Time-resolved prediction and optimization of sustainable concrete strength using machine learning and genetic algorithm

Abstract

Eco-friendly concrete is a sustainable construction material designed to reduce environmental impact by incorporating recycled materials and minimizing carbon emissions. However, traditional empirical methods often fail to accurately predict its performance due to the complex interactions among novel additives such as glass fiber and marble dust. This study presents an integrated experimental and machine learning framework to predict and optimise concrete’s compressive, flexural, and split tensile strengths over 7, 14, 28, and 56-day curing periods. Advanced models, Artificial Neural Networks (ANN), Support Vector Regression (SVR), Random Forests (RF), Extreme Gradient Boosting (XGBoost) and hybrid CNN-LSTM (Convolution Neural Networks and Long Short Term Memory) were evaluated.
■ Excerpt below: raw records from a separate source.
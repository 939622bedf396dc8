use crate::models::{
    Comment, CommentWithAuthor, CreatePost, Post, PostDetail, Tag, TagWithCount, UserSummary,
};
use crate::services::slug::generate_slug;
use crate::Database;
use anyhow::Result;
use chrono::{SecondsFormat, Utc};
use rusqlite::ToSql;
use std::collections::HashMap;

#[derive(Debug, Clone, Copy, PartialEq, Eq, Default)]
pub enum PostOrder {
    /// Newest first. Matches the default listing order of the blog.
    #[default]
    Fresh,
    /// Most-liked first, post id as the deterministic tie-break.
    Popular,
    /// Oldest first, used by the year archive.
    Chronological,
}

/// Accumulates filters, ordering and prefetch hints; nothing touches the
/// database until [`PostQuery::fetch`].
#[derive(Debug, Clone, Default)]
pub struct PostQuery {
    order: PostOrder,
    limit: Option<usize>,
    year: Option<i32>,
    tag_id: Option<i64>,
    slug: Option<String>,
    with_tags: bool,
    with_comments: bool,
}

impl PostQuery {
    pub fn new() -> Self {
        Self::default()
    }

    pub fn popular(mut self) -> Self {
        self.order = PostOrder::Popular;
        self
    }

    pub fn fresh(mut self) -> Self {
        self.order = PostOrder::Fresh;
        self
    }

    /// Posts published in the given year, oldest first.
    pub fn year(mut self, year: i32) -> Self {
        self.year = Some(year);
        self.order = PostOrder::Chronological;
        self
    }

    pub fn tag(mut self, tag_id: i64) -> Self {
        self.tag_id = Some(tag_id);
        self
    }

    pub fn slug(mut self, slug: &str) -> Self {
        self.slug = Some(slug.to_string());
        self
    }

    pub fn limit(mut self, limit: usize) -> Self {
        self.limit = Some(limit);
        self
    }

    pub fn prefetch_tags(mut self) -> Self {
        self.with_tags = true;
        self
    }

    pub fn prefetch_comments(mut self) -> Self {
        self.with_comments = true;
        self
    }

    /// Materializes the query. One main statement fetches the posts with
    /// their author and like count; prefetched tags and comments are then
    /// batch-loaded with a single `IN (…)` query each and merged back by
    /// post id, so enriching N posts never costs N round trips.
    pub fn fetch(&self, db: &Database) -> Result<Vec<PostDetail>> {
        let conn = db.get()?;

        let mut sql = String::from(
            r#"
            SELECT p.id, p.title, p.body, p.slug, p.image, p.published_at,
                   p.author_id, u.username,
                   (SELECT COUNT(*) FROM post_likes pl WHERE pl.post_id = p.id) AS likes_count
            FROM posts p
            JOIN users u ON u.id = p.author_id
            "#,
        );
        let mut params: Vec<Box<dyn ToSql>> = Vec::new();

        if let Some(tag_id) = self.tag_id {
            sql.push_str("JOIN post_tags pt ON pt.post_id = p.id AND pt.tag_id = ?\n");
            params.push(Box::new(tag_id));
        }

        let mut filters: Vec<&str> = Vec::new();
        if let Some(slug) = &self.slug {
            filters.push("p.slug = ?");
            params.push(Box::new(slug.clone()));
        }
        if let Some(year) = self.year {
            filters.push("strftime('%Y', p.published_at) = ?");
            params.push(Box::new(format!("{:04}", year)));
        }
        if !filters.is_empty() {
            sql.push_str("WHERE ");
            sql.push_str(&filters.join(" AND "));
            sql.push('\n');
        }

        sql.push_str(match self.order {
            PostOrder::Fresh => "ORDER BY p.published_at DESC, p.id DESC\n",
            PostOrder::Popular => "ORDER BY likes_count DESC, p.id\n",
            PostOrder::Chronological => "ORDER BY p.published_at, p.id\n",
        });

        if let Some(limit) = self.limit {
            sql.push_str("LIMIT ?");
            params.push(Box::new(limit as i64));
        }

        let param_refs: Vec<&dyn ToSql> = params.iter().map(|p| p.as_ref()).collect();
        let mut stmt = conn.prepare(&sql)?;
        let mut posts: Vec<PostDetail> = stmt
            .query_map(param_refs.as_slice(), |row| {
                Ok(PostDetail {
                    post: Post {
                        id: row.get(0)?,
                        title: row.get(1)?,
                        body: row.get(2)?,
                        slug: row.get(3)?,
                        image: row.get(4)?,
                        published_at: row.get(5)?,
                        author_id: row.get(6)?,
                    },
                    author: UserSummary {
                        id: row.get(6)?,
                        username: row.get(7)?,
                    },
                    likes_count: row.get(8)?,
                    tags: Vec::new(),
                    comments: Vec::new(),
                    comments_count: None,
                })
            })?
            .collect::<Result<Vec<_>, _>>()?;

        if posts.is_empty() {
            return Ok(posts);
        }

        if self.with_tags {
            attach_tags(db, &mut posts)?;
        }
        if self.with_comments {
            attach_comments(db, &mut posts)?;
        }

        Ok(posts)
    }
}

fn id_placeholders(posts: &[PostDetail]) -> (String, Vec<i64>) {
    let ids: Vec<i64> = posts.iter().map(|p| p.post.id).collect();
    let placeholders = ids.iter().map(|_| "?").collect::<Vec<_>>().join(",");
    (placeholders, ids)
}

/// Batch-loads each post's tags, each tag annotated with how many posts
/// carry it overall.
fn attach_tags(db: &Database, posts: &mut [PostDetail]) -> Result<()> {
    let conn = db.get()?;
    let (placeholders, ids) = id_placeholders(posts);

    let sql = format!(
        r#"
        SELECT pt.post_id, t.id, t.title, t.created_at,
               (SELECT COUNT(*) FROM post_tags pt2 WHERE pt2.tag_id = t.id) AS posts_count
        FROM tags t
        JOIN post_tags pt ON pt.tag_id = t.id
        WHERE pt.post_id IN ({})
        ORDER BY t.title
        "#,
        placeholders
    );

    let mut stmt = conn.prepare(&sql)?;
    let param_refs: Vec<&dyn ToSql> = ids.iter().map(|id| id as &dyn ToSql).collect();
    let rows = stmt.query_map(param_refs.as_slice(), |row| {
        Ok((
            row.get::<_, i64>(0)?,
            TagWithCount {
                tag: Tag {
                    id: row.get(1)?,
                    title: row.get(2)?,
                    created_at: row.get(3)?,
                },
                posts_count: row.get(4)?,
            },
        ))
    })?;

    let mut tags_by_post: HashMap<i64, Vec<TagWithCount>> = HashMap::new();
    for row in rows {
        let (post_id, tag) = row?;
        tags_by_post.entry(post_id).or_default().push(tag);
    }

    for post in posts.iter_mut() {
        post.tags = tags_by_post.remove(&post.post.id).unwrap_or_default();
    }
    Ok(())
}

/// Batch-loads each post's comments newest-first, author joined in.
fn attach_comments(db: &Database, posts: &mut [PostDetail]) -> Result<()> {
    let conn = db.get()?;
    let (placeholders, ids) = id_placeholders(posts);

    let sql = format!(
        r#"
        SELECT c.id, c.post_id, c.author_id, c.body, c.published_at, u.username
        FROM comments c
        JOIN users u ON u.id = c.author_id
        WHERE c.post_id IN ({})
        ORDER BY c.published_at DESC, c.id DESC
        "#,
        placeholders
    );

    let mut stmt = conn.prepare(&sql)?;
    let param_refs: Vec<&dyn ToSql> = ids.iter().map(|id| id as &dyn ToSql).collect();
    let rows = stmt.query_map(param_refs.as_slice(), |row| {
        Ok(CommentWithAuthor {
            comment: Comment {
                id: row.get(0)?,
                post_id: row.get(1)?,
                author_id: row.get(2)?,
                body: row.get(3)?,
                published_at: row.get(4)?,
            },
            author: UserSummary {
                id: row.get(2)?,
                username: row.get(5)?,
            },
        })
    })?;

    let mut comments_by_post: HashMap<i64, Vec<CommentWithAuthor>> = HashMap::new();
    for row in rows {
        let comment = row?;
        comments_by_post
            .entry(comment.comment.post_id)
            .or_default()
            .push(comment);
    }

    for post in posts.iter_mut() {
        post.comments = comments_by_post.remove(&post.post.id).unwrap_or_default();
    }
    Ok(())
}

/// Annotates every post with its comment count using one aggregate query
/// keyed by post id. Posts without comments get `Some(0)`, never `None`.
pub fn with_comments_count(db: &Database, posts: &mut [PostDetail]) -> Result<()> {
    if posts.is_empty() {
        return Ok(());
    }

    let conn = db.get()?;
    let (placeholders, ids) = id_placeholders(posts);

    let sql = format!(
        "SELECT post_id, COUNT(*) FROM comments WHERE post_id IN ({}) GROUP BY post_id",
        placeholders
    );

    let mut stmt = conn.prepare(&sql)?;
    let param_refs: Vec<&dyn ToSql> = ids.iter().map(|id| id as &dyn ToSql).collect();
    let counts: HashMap<i64, i64> = stmt
        .query_map(param_refs.as_slice(), |row| {
            Ok((row.get::<_, i64>(0)?, row.get::<_, i64>(1)?))
        })?
        .collect::<Result<HashMap<_, _>, _>>()?;

    for post in posts.iter_mut() {
        post.comments_count = Some(counts.get(&post.post.id).copied().unwrap_or(0));
    }
    Ok(())
}

pub fn get_post_by_slug(db: &Database, slug: &str) -> Result<Option<PostDetail>> {
    let posts = PostQuery::new()
        .slug(slug)
        .prefetch_tags()
        .prefetch_comments()
        .fetch(db)?;
    Ok(posts.into_iter().next())
}

pub fn create_post(db: &Database, post: &CreatePost) -> Result<i64> {
    let conn = db.get()?;

    let is_staff: bool = conn.query_row(
        "SELECT is_staff FROM users WHERE id = ?",
        [post.author_id],
        |row| row.get(0),
    )?;
    if !is_staff {
        anyhow::bail!("posts can only be authored by staff users");
    }

    let slug = post
        .slug
        .clone()
        .unwrap_or_else(|| generate_slug(&post.title));
    let published_at = post
        .published_at
        .clone()
        .unwrap_or_else(|| Utc::now().to_rfc3339_opts(SecondsFormat::Secs, true));

    conn.execute(
        "INSERT INTO posts (title, body, slug, image, published_at, author_id)
         VALUES (?, ?, ?, ?, ?, ?)",
        (
            &post.title,
            &post.body,
            &slug,
            &post.image,
            &published_at,
            post.author_id,
        ),
    )?;
    let post_id = conn.last_insert_rowid();
    drop(conn);

    for title in &post.tags {
        let tag_id = super::tags::get_or_create_tag(db, title)?;
        add_tag_to_post(db, post_id, tag_id)?;
    }

    Ok(post_id)
}

/// Cascades to the post's comments, likes and tag links.
pub fn delete_post(db: &Database, id: i64) -> Result<()> {
    let conn = db.get()?;
    conn.execute("DELETE FROM posts WHERE id = ?", [id])?;
    Ok(())
}

pub fn add_tag_to_post(db: &Database, post_id: i64, tag_id: i64) -> Result<()> {
    let conn = db.get()?;
    conn.execute(
        "INSERT OR IGNORE INTO post_tags (post_id, tag_id) VALUES (?, ?)",
        (post_id, tag_id),
    )?;
    Ok(())
}

pub fn like_post(db: &Database, post_id: i64, user_id: i64) -> Result<()> {
    let conn = db.get()?;
    conn.execute(
        "INSERT OR IGNORE INTO post_likes (post_id, user_id) VALUES (?, ?)",
        (post_id, user_id),
    )?;
    Ok(())
}

pub fn unlike_post(db: &Database, post_id: i64, user_id: i64) -> Result<()> {
    let conn = db.get()?;
    conn.execute(
        "DELETE FROM post_likes WHERE post_id = ? AND user_id = ?",
        (post_id, user_id),
    )?;
    Ok(())
}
Among these, the hybrid CNN-LST demonstrated superior performance, achieving R² values of 0.999, 0.999, and 0.999 for compressive, flexural, and split tensile strengths, respectively, with a minimum RMSE of 0.0095 for compressive strength prediction. Feature importance analysis revealed curing time as the most influential variable, while the sensitivity analysis suggested optimal strength to be maximum at approximately 8–10 kg of marble dust and 15–21 kg of glass fiber. A multi-objective Genetic Algorithm (GA) and NSGA—II (Non -dominated sorting algorithm) were used to optimize the mix design, yielding predicted 56-day strengths of 37.24 MPa (compressive), 4.27 MPa (flexural), and 3.42 MPa (split tensile). Monte Carlo simulations were used to assess the uncertainty and enhance robustness. The proposed framework significantly reduces the experimental workload while offering a cost-effective, scalable strategy for developing sustainable high-performance concrete using industrial waste.